**WORK REQUIRED:** Your task is to copy every line below that contains the word "record".

**DATA FOR THE TASK:**

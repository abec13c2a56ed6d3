//! Connection handling.
//!
//! [`Device::connect`] runs the handshake on a fresh [`Conduit`] and then
//! starts two tasks. The receiver works through the data channel: reports,
//! bitmaps, replicated writes, barriers and requests. The asender works
//! through the meta channel: acknowledgements, pings and state change
//! replies. Whatever ends the connection, the receiver runs the cleanup.

use std::sync::atomic::Ordering;
use std::sync::Arc;
use std::time::Duration;

use blkrepl_storage::{StorageError, WriteFlags, SECTOR_SIZE};
use bytes::Bytes;
use tracing::{debug, error, info, warn};

use crate::auth::authenticate;
use crate::conduit::Conduit;
use crate::config::{NetConfig, WireProtocol};
use crate::device::Device;
use crate::error::{ReplError, ReplResult, RetCode};
use crate::handshake::{
    check_protocol, negotiate_version, sync_handshake, HandshakeInput, ProtocolParams,
    PRO_VERSION_MAX, PRO_VERSION_MIN,
};
use crate::protocol::{
    AckKind, BlockAck, BlockReply, BlockRequest, Channel, DataPacket, Packet, BM_PACKET_WORDS,
    ID_SYNCER,
};
use crate::split_brain::{AfterSbPolicy, RecoveryHooks};
use crate::state::{ConnState, DeviceState, DiskState, Role, SetStateCode, StateChange};
use crate::state_machine::ChgFlags;
use crate::transfer_log::PeerAck;
use crate::uuid::{
    PeerUuids, CURRENT, UUID_FLAG_CRASHED_PRIMARY, UUID_FLAG_INCONSISTENT, UUID_FLAG_WANT_LOSE,
};
use blkrepl_storage::MdFlags;

/// Lets the split-brain policies demote us or run helpers.
struct DeviceHooks<'a> {
    dev: &'a Device,
}

impl RecoveryHooks for DeviceHooks<'_> {
    fn give_up_primary(&mut self) -> bool {
        self.dev
            .change_state(&StateChange::new().role(Role::Secondary), ChgFlags::VERBOSE)
            .is_success()
    }

    fn call_helper(&mut self, name: &str) {
        self.dev.call_helper(name);
    }
}

/// How the receiver loop ended.
enum LoopEnd {
    /// Local request to stop.
    Stopped,
    /// The link failed.
    Lost,
    /// The peer violated the protocol.
    Protocol,
    /// We refused the peer and are Disconnecting; do not reconnect.
    Refused,
}

fn policy(v: u32) -> ReplResult<AfterSbPolicy> {
    AfterSbPolicy::from_u32(v).ok_or_else(|| ReplError::protocol(format!("unknown after-sb policy {v}")))
}
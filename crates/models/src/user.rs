use serde::{Deserialize, Serialize};
use serde_json::{Map, Value};

use crate::errors::ModelError;

/// Field names of a user record, in serialization order.
pub const USER_FIELDS: [&str; 4] = ["first_name", "last_name", "userid", "groups"];

#[derive(Clone, Debug, PartialEq, Eq, Serialize, Deserialize)]
#[serde(deny_unknown_fields)]
pub struct User {
    pub first_name: String,
    pub last_name: String,
    pub userid: String,
    pub groups: Vec<String>,
}

impl User {
    /// Validate an arbitrary JSON value against the user schema.
    ///
    /// The value must be an object with exactly the keys in [`USER_FIELDS`]; the
    /// name fields must be strings and `groups` an array of strings.
    pub fn from_value(value: &Value) -> Result<Self, ModelError> {
        let obj = value
            .as_object()
            .ok_or_else(|| ModelError::Validation("user record must be a JSON object".into()))?;
        check_keys(obj)?;

        Ok(Self {
            first_name: string_field(obj, "first_name")?,
            last_name: string_field(obj, "last_name")?,
            userid: string_field(obj, "userid")?,
            groups: string_list(&obj["groups"], "groups")?,
        })
    }

    pub fn is_member_of(&self, group: &str) -> bool {
        self.groups.iter().any(|g| g == group)
    }
}

fn check_keys(obj: &Map<String, Value>) -> Result<(), ModelError> {
    let missing: Vec<&str> = USER_FIELDS.iter().copied().filter(|f| !obj.contains_key(*f)).collect();
    let extra: Vec<&str> = obj
        .keys()
        .map(String::as_str)
        .filter(|k| !USER_FIELDS.contains(k))
        .collect();

    match (missing.is_empty(), extra.is_empty()) {
        (true, true) => Ok(()),
        (false, true) => Err(ModelError::Validation(format!("missing fields: {}", missing.join(", ")))),
        (true, false) => Err(ModelError::Validation(format!("unexpected fields: {}", extra.join(", ")))),
        (false, false) => Err(ModelError::Validation(format!(
            "missing fields: {}; unexpected fields: {}",
            missing.join(", "),
            extra.join(", ")
        ))),
    }
}

fn string_field(obj: &Map<String, Value>, name: &str) -> Result<String, ModelError> {
    obj[name]
        .as_str()
        .map(str::to_owned)
        .ok_or_else(|| ModelError::Validation(format!("{name} must be a string")))
}

/// Require `value` to be an array of strings.
pub(crate) fn string_list(value: &Value, what: &str) -> Result<Vec<String>, ModelError> {
    let items = value
        .as_array()
        .ok_or_else(|| ModelError::Validation(format!("{what} must be a list")))?;
    items
        .iter()
        .map(|v| {
            v.as_str()
                .map(str::to_owned)
                .ok_or_else(|| ModelError::Validation(format!("{what} must contain only strings")))
        })
        .collect()
}
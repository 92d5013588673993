use models::{Document, User};
use serde_json::{json, Value};

/// Document with a single user `jsmith` in `admins` and `users`.
pub fn seed_document() -> Document {
    Document {
        users: vec![User {
            first_name: "Joe".into(),
            last_name: "Smith".into(),
            userid: "jsmith".into(),
            groups: vec!["admins".into(), "users".into()],
        }],
        groups: vec!["admins".into(), "users".into()],
    }
}

pub fn user_body(userid: &str, groups: &[&str]) -> Value {
    json!({
        "first_name": "Test",
        "last_name": "User",
        "userid": userid,
        "groups": groups,
    })
}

**SOLUTION TO THE PROBLEM:**
/// Field names of a user record, in serialization order.
            .ok_or_else(|| ModelError::Validation("user record must be a JSON object".into()))?;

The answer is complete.